When God created the heavens and the earth, the Bible tells us that ‘God saw that the light was good’ (Gen 1:4). Then, God saw that the earth and seas were good (v. 10). Then that the plants and trees were good (v. 12). Six times in the opening chapter of Genesis, God sees what he has made and says that it is good. He then he makes man in his image, male and female, blesses us to be fruitful, and gives us dominion over the rest of creation (vv. 27-28). And then, he declares that his creation is very good. The whole creation is very good. Human life in particular is very good. And God wants more of it: much more. An earth filled with human beings is a blessing from God, and it is very good. God loves human life, and he wants more and more of it.
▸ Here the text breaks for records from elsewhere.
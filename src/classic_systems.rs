use nalgebra::DVector;
use serde::{Deserialize, Serialize};

use crate::dynamical_systems::{State, SystemDefinition};
use crate::error::{ChaosError, ChaosResult};

/// A named system with canonical parameters and a starting point on or near
/// its attractor.
pub trait ClassicSystem {
    fn system(&self) -> SystemDefinition;
    fn initial_state(&self) -> State;
}

fn vec3(x: f64, y: f64, z: f64) -> State {
    DVector::from_vec(vec![x, y, z])
}

fn check_finite(values: &[f64]) -> ChaosResult<()> {
    if values.iter().all(|v| v.is_finite()) {
        Ok(())
    } else {
        Err(ChaosError::invalid("parameters must be finite numbers"))
    }
}

/// Parameters for the Lorenz system
///
/// Mathematical Background:
/// - σ (sigma): Prandtl number, ratio of momentum diffusivity to thermal diffusivity
/// - ρ (rho): Rayleigh number, ratio of buoyancy to viscous forces
/// - β (beta): geometric factor related to domain aspect ratio
///
/// Classical chaos occurs at σ=10, ρ=28, β=8/3
#[derive(Debug, Clone, Copy, PartialEq, Serialize, Deserialize)]
pub struct LorenzParameters {
    pub sigma: f64,
    pub rho: f64,
    pub beta: f64,
}

impl Default for LorenzParameters {
    fn default() -> Self {
        Self {
            sigma: 10.0,
            rho: 28.0,
            beta: 8.0 / 3.0,
        }
    }
}

impl LorenzParameters {
    /// The Lorenz equations:
    /// dx/dt = σ(y - x)                   [rate of convection]
    /// dy/dt = x(ρ - z) - y               [horizontal temperature variation]
    /// dz/dt = xy - βz                    [vertical temperature variation]
    ///
    /// Symmetric under (x,y,z) → (-x,-y,z).
    pub fn derivatives(&self, state: &State) -> State {
        let (x, y, z) = (state[0], state[1], state[2]);
        vec3(
            self.sigma * (y - x),
            x * (self.rho - z) - y,
            x * y - self.beta * z,
        )
    }

    /// div(F) = -σ - 1 - β, constant, so phase volumes contract exponentially
    /// when it is negative.
    pub fn divergence(&self) -> f64 {
        -self.sigma - 1.0 - self.beta
    }

    /// Fixed points satisfy dx/dt = dy/dt = dz/dt = 0
    ///
    /// For ρ > 1, there are three fixed points:
    /// 1. Origin: (0, 0, 0) - unstable saddle
    /// 2. C+: (√(β(ρ-1)), √(β(ρ-1)), ρ-1)
    /// 3. C-: (-√(β(ρ-1)), -√(β(ρ-1)), ρ-1)
    pub fn fixed_points(&self) -> Vec<State> {
        if self.rho <= 1.0 {
            vec![vec3(0.0, 0.0, 0.0)]
        } else {
            let c = (self.beta * (self.rho - 1.0)).sqrt();
            vec![
                vec3(0.0, 0.0, 0.0),
                vec3(c, c, self.rho - 1.0),
                vec3(-c, -c, self.rho - 1.0),
            ]
        }
    }
}

impl ClassicSystem for LorenzParameters {
    fn system(&self) -> SystemDefinition {
        let p = *self;
        SystemDefinition::flow(move |_t, x: &State| p.derivatives(x))
    }

    fn initial_state(&self) -> State {
        vec3(1.0, 1.0, 1.0)
    }
}

/// Rössler: x' = -y - z, y' = x + ay, z' = b + z(x - c).
#[derive(Debug, Clone, Copy, PartialEq, Serialize, Deserialize)]
pub struct RosslerParameters {
    pub a: f64,
    pub b: f64,
    pub c: f64,
}

impl Default for RosslerParameters {
    fn default() -> Self {
        Self { a: 0.2, b: 0.2, c: 5.7 }
    }
}

impl ClassicSystem for RosslerParameters {
    fn system(&self) -> SystemDefinition {
        let p = *self;
        SystemDefinition::flow(move |_t, s: &State| {
            let (x, y, z) = (s[0], s[1], s[2]);
            vec3(-y - z, x + p.a * y, p.b + z * (x - p.c))
        })
    }

    fn initial_state(&self) -> State {
        vec3(1.0, 1.0, 0.0)
    }
}

/// Chen: x' = a(y - x), y' = (c - a)x - xz + cy, z' = xy - bz.
#[derive(Debug, Clone, Copy, PartialEq, Serialize, Deserialize)]
pub struct ChenParameters {
    pub a: f64,
    pub b: f64,
    pub c: f64,
}

impl Default for ChenParameters {
    fn default() -> Self {
        Self { a: 35.0, b: 3.0, c: 28.0 }
    }
}

impl ClassicSystem for ChenParameters {
    fn system(&self) -> SystemDefinition {
        let p = *self;
        SystemDefinition::flow(move |_t, s: &State| {
            let (x, y, z) = (s[0], s[1], s[2]);
            vec3(
                p.a * (y - x),
                (p.c - p.a) * x - x * z + p.c * y,
                x * y - p.b * z,
            )
        })
    }

    fn initial_state(&self) -> State {
        vec3(-10.0, 0.0, 37.0)
    }
}

/// Thomas' cyclically symmetric attractor: x' = sin y - bx and cyclic.
#[derive(Debug, Clone, Copy, PartialEq, Serialize, Deserialize)]
pub struct ThomasParameters {
    pub b: f64,
}

impl Default for ThomasParameters {
    fn default() -> Self {
        Self { b: 0.208186 }
    }
}

impl ClassicSystem for ThomasParameters {
    fn system(&self) -> SystemDefinition {
        let b = self.b;
        SystemDefinition::flow(move |_t, s: &State| {
            let (x, y, z) = (s[0], s[1], s[2]);
            vec3(y.sin() - b * x, z.sin() - b * y, x.sin() - b * z)
        })
    }

    fn initial_state(&self) -> State {
        vec3(1.0, 0.0, 0.0)
    }
}

/// Halvorsen: x' = -ax - 4y - 4z - y² and cyclic.
#[derive(Debug, Clone, Copy, PartialEq, Serialize, Deserialize)]
pub struct HalvorsenParameters {
    pub a: f64,
}

impl Default for HalvorsenParameters {
    fn default() -> Self {
        Self { a: 1.89 }
    }
}

impl ClassicSystem for HalvorsenParameters {
    fn system(&self) -> SystemDefinition {
        let a = self.a;
        SystemDefinition::flow(move |_t, s: &State| {
            let (x, y, z) = (s[0], s[1], s[2]);
            vec3(
                -a * x - 4.0 * y - 4.0 * z - y * y,
                -a * y - 4.0 * z - 4.0 * x - z * z,
                -a * z - 4.0 * x - 4.0 * y - x * x,
            )
        })
    }

    fn initial_state(&self) -> State {
        vec3(-5.0, 0.0, 0.0)
    }
}

/// Aizawa:
/// x' = (z - b)x - dy
/// y' = dx + (z - b)y
/// z' = c + az - z³/3 - (x² + y²)(1 + ez) + fzx³
#[derive(Debug, Clone, Copy, PartialEq, Serialize, Deserialize)]
pub struct AizawaParameters {
    pub a: f64,
    pub b: f64,
    pub c: f64,
    pub d: f64,
    pub e: f64,
    pub f: f64,
}

impl Default for AizawaParameters {
    fn default() -> Self {
        Self {
            a: 0.95,
            b: 0.7,
            c: 0.6,
            d: 3.5,
            e: 0.25,
            f: 0.1,
        }
    }
}

impl ClassicSystem for AizawaParameters {
    fn system(&self) -> SystemDefinition {
        let p = *self;
        SystemDefinition::flow(move |_t, s: &State| {
            let (x, y, z) = (s[0], s[1], s[2]);
            let r2 = x * x + y * y;
            vec3(
                (z - p.b) * x - p.d * y,
                p.d * x + (z - p.b) * y,
                p.c + p.a * z - z.powi(3) / 3.0 - r2 * (1.0 + p.e * z) + p.f * z * x.powi(3),
            )
        })
    }

    fn initial_state(&self) -> State {
        vec3(0.1, 0.0, 0.0)
    }
}

/// Sprott case B: x' = yz, y' = x - y, z' = a - xy.
#[derive(Debug, Clone, Copy, PartialEq, Serialize, Deserialize)]
pub struct SprottBParameters {
    pub a: f64,
}

impl Default for SprottBParameters {
    fn default() -> Self {
        Self { a: 1.0 }
    }
}

impl ClassicSystem for SprottBParameters {
    fn system(&self) -> SystemDefinition {
        let a = self.a;
        SystemDefinition::flow(move |_t, s: &State| {
            let (x, y, z) = (s[0], s[1], s[2]);
            vec3(y * z, x - y, a - x * y)
        })
    }

    fn initial_state(&self) -> State {
        vec3(0.1, 0.1, 0.1)
    }
}

/// Dadras: x' = y - ax + byz, y' = cy - xz + z, z' = dxy - ez.
#[derive(Debug, Clone, Copy, PartialEq, Serialize, Deserialize)]
pub struct DadrasParameters {
    pub a: f64,
    pub b: f64,
    pub c: f64,
    pub d: f64,
    pub e: f64,
}

impl Default for DadrasParameters {
    fn default() -> Self {
        Self {
            a: 3.0,
            b: 2.7,
            c: 1.7,
            d: 2.0,
            e: 9.0,
        }
    }
}

impl ClassicSystem for DadrasParameters {
    fn system(&self) -> SystemDefinition {
        let p = *self;
        SystemDefinition::flow(move |_t, s: &State| {
            let (x, y, z) = (s[0], s[1], s[2]);
            vec3(
                y - p.a * x + p.b * y * z,
                p.c * y - x * z + z,
                p.d * x * y - p.e * z,
            )
        })
    }

    fn initial_state(&self) -> State {
        vec3(1.0, 1.0, 1.0)
    }
}

/// Logistic map x → r x (1 - x). Fully chaotic on [0, 1] at r = 4.
#[derive(Debug, Clone, Copy, PartialEq, Serialize, Deserialize)]
pub struct LogisticParameters {
    pub r: f64,
}

impl Default for LogisticParameters {
    fn default() -> Self {
        Self { r: 4.0 }
    }
}

impl LogisticParameters {
    pub fn new(r: f64) -> ChaosResult<Self> {
        check_finite(&[r])?;
        if !(0.0..=4.0).contains(&r) {
            return Err(ChaosError::invalid("logistic r must lie in [0, 4]"));
        }
        Ok(Self { r })
    }
}

impl ClassicSystem for LogisticParameters {
    fn system(&self) -> SystemDefinition {
        let r = self.r;
        SystemDefinition::map(move |x: &State| DVector::from_vec(vec![r * x[0] * (1.0 - x[0])]))
    }

    fn initial_state(&self) -> State {
        DVector::from_vec(vec![0.1])
    }
}

/// Hénon map: x' = 1 - ax² + y, y' = bx.
#[derive(Debug, Clone, Copy, PartialEq, Serialize, Deserialize)]
pub struct HenonParameters {
    pub a: f64,
    pub b: f64,
}

impl Default for HenonParameters {
    fn default() -> Self {
        Self { a: 1.4, b: 0.3 }
    }
}

impl HenonParameters {
    pub fn new(a: f64, b: f64) -> ChaosResult<Self> {
        check_finite(&[a, b])?;
        if b.abs() < 1e-10 {
            return Err(ChaosError::invalid("Hénon b cannot be zero or near zero"));
        }
        Ok(Self { a, b })
    }
}

impl ClassicSystem for HenonParameters {
    fn system(&self) -> SystemDefinition {
        let p = *self;
        SystemDefinition::map(move |s: &State| {
            DVector::from_vec(vec![1.0 - p.a * s[0] * s[0] + s[1], p.b * s[0]])
        })
    }

    fn initial_state(&self) -> State {
        DVector::from_vec(vec![0.0, 0.0])
    }
}

/// Duffing map: x' = y, y' = -bx + ay - y³.
#[derive(Debug, Clone, Copy, PartialEq, Serialize, Deserialize)]
pub struct DuffingParameters {
    pub a: f64,
    pub b: f64,
}

impl Default for DuffingParameters {
    fn default() -> Self {
        Self { a: 2.75, b: 0.2 }
    }
}

impl DuffingParameters {
    pub fn new(a: f64, b: f64) -> ChaosResult<Self> {
        check_finite(&[a, b])?;
        if b.abs() < 1e-10 {
            return Err(ChaosError::invalid("Duffing b cannot be zero or near zero"));
        }
        if a.abs() > 10.0 || b.abs() > 10.0 {
            return Err(ChaosError::invalid("Duffing parameters outside reasonable range"));
        }
        Ok(Self { a, b })
    }
}

impl ClassicSystem for DuffingParameters {
    fn system(&self) -> SystemDefinition {
        let p = *self;
        SystemDefinition::map(move |s: &State| {
            let (x, y) = (s[0], s[1]);
            DVector::from_vec(vec![y, -p.b * x + p.a * y - y.powi(3)])
        })
    }

    fn initial_state(&self) -> State {
        DVector::from_vec(vec![0.1, 0.1])
    }
}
But let’s press pause, because before we get to humans, we won’t understand human life if we don’t understand God.
That repeated ‘good’ in Genesis 1 doesn’t just teach us about creation. First of all, it teaches us about the Creator. Creation is good because its Creator is good.
1. The Good God
In Mark 10, a young man comes up to Jesus and addresses him as ‘good teacher’. Jesus’ response is startling: ‘Jesus said to him, “Why do you call me good? No one is good except God alone…”’ (Mk 10:18). It seems likely that Jesus is making a startling claim to his own deity here. But he does so by making a startling claim about God—a claim that’s particularly startling in the light of Genesis 1: ‘No one is good except God alone.’
To call God good is not to put him alongside good things in creation and to say: he just is the biggest and best good in a series of goods. Even if you were to take the whole of creation, you could not put it alongside God and compare the amount of goodness in each.
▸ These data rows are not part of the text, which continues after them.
//! Account route handlers.
//!
//! Identity is the mock provider: any email logs in.

use axum::{Form, extract::State, response::Response};
use serde::Deserialize;
use tracing::instrument;

use crate::error::{clear_sentry_user, set_sentry_user};
use crate::models::Customer;
use crate::routes::main_response;
use crate::state::AppState;

/// Login form data.
#[derive(Debug, Deserialize)]
pub struct LoginForm {
    #[serde(default)]
    pub email: String,
    #[serde(default)]
    pub password: String,
}

/// Registration form data.
#[derive(Debug, Deserialize)]
pub struct RegisterForm {
    #[serde(default)]
    pub name: String,
    #[serde(default)]
    pub email: String,
    #[serde(default)]
    pub phone: String,
    #[serde(default)]
    pub address: String,
}

impl From<RegisterForm> for Customer {
    fn from(form: RegisterForm) -> Self {
        Self {
            name: form.name,
            email: form.email,
            phone: form.phone,
            address: form.address,
        }
    }
}

/// Log in (HTMX).
#[instrument(skip(state, form))]
pub async fn login(State(state): State<AppState>, Form(form): Form<LoginForm>) -> Response {
    let shop = state.shop();
    let mut events = shop.subscribe();
    shop.login(&form.email, &form.password).await;
    if let Some(user) = shop.state().await.current_user() {
        set_sentry_user(&user.email);
    }
    main_response(shop, &mut events).await
}

/// Register and log in (HTMX).
#[instrument(skip(state, form))]
pub async fn register(State(state): State<AppState>, Form(form): Form<RegisterForm>) -> Response {
    let shop = state.shop();
    let mut events = shop.subscribe();
    shop.register(form.into()).await;
    if let Some(user) = shop.state().await.current_user() {
        set_sentry_user(&user.email);
    }
    main_response(shop, &mut events).await
}

/// Log out (HTMX).
#[instrument(skip(state))]
pub async fn logout(State(state): State<AppState>) -> Response {
    let shop = state.shop();
    let mut events = shop.subscribe();
    shop.logout().await;
    if shop.state().await.current_user().is_none() {
        clear_sentry_user();
    }
    main_response(shop, &mut events).await
}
There’s not this thing called, ‘The Good’ that God has the biggest share in. He’s not the biggest slice of the goodness pie.
Compared to God, nothing and no one is good. The only true God—Father, Son and Holy Spirit—is good, and he alone is absolutely good. The philosopher Robert Sokolowski captures it well:
(God plus the world) cannot be conceived as better than God alone…That is, no perfection would be lost if God had not created the world. The world and God must be so understood that nothing but God could be all that there is, and there would be no diminution of greatness or goodness or perfection. God is not better or greater because of creation, nor is ‘there’ more goodness or greatness because God did create.[3]
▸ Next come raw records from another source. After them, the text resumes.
//! Domain models exchanged with the shop backend.
//!
//! Field names follow the backend's camelCase JSON. Money arrives as JSON
//! numbers and is converted to `Decimal` at the edge; nothing downstream
//! touches floats.

pub mod cart;
pub mod customer;
pub mod order;
pub mod product;
mod timestamp;

pub use cart::{CartLine, RESERVATION_MINUTES, cart_totals};
pub use customer::{Customer, CustomerError};
pub use order::{AddToCartRequest, CheckoutRequest, Invoice, OrderSummary};
pub use product::Product;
God the Holy Trinity, is good in and of himself. His is good by his own goodness, not by a good imparted from somewhere else. And therefore God—the Christian God—is the absolute standard and source of all goodness. He is a vast ocean of goodness. And compared to him, the good of things in this creation, the good of the entirety of creation, is just a drop in a bucket.
And it’s worth us lingering for a moment to contemplate and delight in the God who is goodness.
God’s goodness is his utter perfection. He is the sum of all perfection.
He is good with a holy goodness: ‘God is Light and in him there is no darkness at all.’ (1 Jn 1:5). He is good with a noble goodness: entirely worthy of all worship and honour (Rev 4:11).
He is good with a desirable goodness: there is nothing desirable apart from him (Ps 73:25). He is good with an eternal goodness: his goodness will never end. He is good with an unchanging goodness: it is impossible for him to be better than he already is; and he will never be less good than he is.
He is good with a delightful goodness: he is a vast ocean of satisfaction and joy, so that all good, all delight, all rest, all joy consists in knowing and enjoying and communing with him forever. ‘Oh taste and see that the LORD is good. Blessed is the man who takes refuge in him.’ (Ps 34:8)
In the happy fellowship of Father, Son and Holy Spirit, God is good in himself with a perfect goodness. He has no need of anything or anyone else. But precisely because he is good, he is not locked up in his own goodness. His goodness is not self-revolving. God is good, and therefore, he also does good. (Ps 119:68). The good God does good works.